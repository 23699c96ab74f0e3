//! Domain Layer - Core types for the copy-trading pipeline
//!
//! Pure domain types and logic with no network dependencies. All external
//! interactions happen through the ports layer.

pub mod dedup;
pub mod event;
pub mod position;
pub mod rule;
pub mod stats;
pub mod venues;

pub use dedup::SignatureCache;
pub use event::{
    DecisionAction, DetectedEvent, EventKind, EventTopic, PipelineEvent, TradeDecision,
    UNKNOWN_TOKEN,
};
pub use position::{Position, PositionBook, PositionError, SellOutcome};
pub use rule::{compile_rules, Condition, ExitMetrics, Rule, RuleAction, RuleError, RuleSpec};
pub use stats::{StatsSnapshot, TrackerStats};
pub use venues::Venue;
________________________________________
— WHAT THE TASK REQUIRES —
Here the job is to restate all of the data word for word.

— SOLUTION TO THIS EXERCISE —
repository 23699c96ab74f0e3
//! Domain Layer - Core types for the copy-trading pipeline
//!
//! Pure domain types and logic with no network dependencies. All external
//! interactions happen through the ports layer.

pub mod dedup;
pub mod event;
pub mod position;
pub mod rule;
pub mod stats;
pub mod venues;

pub use dedup::SignatureCache;
pub use event::{
    DecisionAction, DetectedEvent, EventKind, EventTopic, PipelineEvent, TradeDecision,
    UNKNOWN_TOKEN,
};
pub use position::{Position, PositionBook, PositionError, SellOutcome};
pub use rule::{compile_rules, Condition, ExitMetrics, Rule, RuleAction, RuleError, RuleSpec};
pub use stats::{StatsSnapshot, TrackerStats};
pub use venues::Venue;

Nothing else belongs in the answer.